##### Stored data #####

//! JSON reporter for machine-readable output

use crate::analyzer::engine::AggregateStats;
use crate::catalog::ExerciseInfo;
use crate::{FileAnalysis, Rating};
use serde::Serialize;

/// Reporter for JSON output
pub struct JsonReporter {
    /// Whether to pretty-print JSON
    pretty: bool,
}

impl JsonReporter {
    /// Create a new JSON reporter
    pub fn new() -> Self {
        Self { pretty: false }
    }

    /// Enable pretty-printing
    pub fn pretty(mut self) -> Self {
        self.pretty = true;
        self
    }

    /// Report a single file analysis as JSON
    pub fn report(&self, result: &FileAnalysis) -> String {
        self.render(result, "{}")
    }

    /// Report multiple analyses with a summary block
    pub fn report_with_summary(&self, results: &[FileAnalysis], stats: &AggregateStats) -> String {
        let output = JsonOutput {
            results,
            summary: JsonSummary {
                files_analyzed: stats.files_analyzed,
                average_score: stats.average_score,
                average_rating: stats.average_rating,
                total_corrections: stats.total_corrections,
                unscored: stats.unscored,
            },
        };
        self.render(&output, "{}")
    }

    /// Report the exercise catalog
    pub fn report_catalog(&self, exercises: &[ExerciseInfo]) -> String {
        self.render(exercises, "[]")
    }

    fn render<T: Serialize + ?Sized>(&self, value: &T, fallback: &str) -> String {
        let rendered = if self.pretty {
            serde_json::to_string_pretty(value)
        } else {
            serde_json::to_string(value)
        };
        rendered.unwrap_or_else(|_| fallback.to_string())
    }
}

impl Default for JsonReporter {
    fn default() -> Self {
        Self::new()
    }
}

#[derive(Serialize)]
#[serde(rename_all = "camelCase")]
struct JsonOutput<'a> {
    results: &'a [FileAnalysis],
    summary: JsonSummary,
}

#[derive(Serialize)]
#[serde(rename_all = "camelCase")]
struct JsonSummary {
    files_analyzed: usize,
    average_score: u8,
    average_rating: Rating,
    total_corrections: usize,
    unscored: usize,
}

#####

Each line above needs to be repeated exactly, with nothing omitted.

//! JSON reporter for machine-readable output

use crate::analyzer::engine::AggregateStats;
use crate::catalog::ExerciseInfo;
use crate::{FileAnalysis, Rating};
use serde::Serialize;

/// Reporter for JSON output
pub struct JsonReporter {
    /// Whether to pretty-print JSON
    pretty: bool,
}

impl JsonReporter {
    /// Create a new JSON reporter
    pub fn new() -> Self {
        Self { pretty: false }
    }

    /// Enable pretty-printing
    pub fn pretty(mut self) -> Self {
        self.pretty = true;
        self
    }

    /// Report a single file analysis as JSON
    pub fn report(&self, result: &FileAnalysis) -> String {
        self.render(result, "{}")
    }

    /// Report multiple analyses with a summary block
    pub fn report_with_summary(&self, results: &[FileAnalysis], stats: &AggregateStats) -> String {
        let output = JsonOutput {
            results,
            summary: JsonSummary {
                files_analyzed: stats.files_analyzed,
                average_score: stats.average_score,
                average_rating: stats.average_rating,
                total_corrections: stats.total_corrections,
                unscored: stats.unscored,
            },
        };
        self.render(&output, "{}")
    }

    /// Report the exercise catalog
    pub fn report_catalog(&self, exercises: &[ExerciseInfo]) -> String {
        self.render(exercises, "[]")
    }

    fn render<T: Serialize + ?Sized>(&self, value: &T, fallback: &str) -> String {
        let rendered = if self.pretty {
            serde_json::to_string_pretty(value)
        } else {
            serde_json::to_string(value)
        };
        rendered.unwrap_or_else(|_| fallback.to_string())
    }
}

impl Default for JsonReporter {
    fn default() -> Self {
        Self::new()
    }
}

#[derive(Serialize)]
#[serde(rename_all = "camelCase")]
struct JsonOutput<'a> {
    results: &'a [FileAnalysis],
    summary: JsonSummary,
}

#[derive(Serialize)]
#[serde(rename_all = "camelCase")]
struct JsonSummary {
    files_analyzed: usize,
    average_score: u8,
    average_rating: Rating,
    total_corrections: usize,
    unscored: usize,
}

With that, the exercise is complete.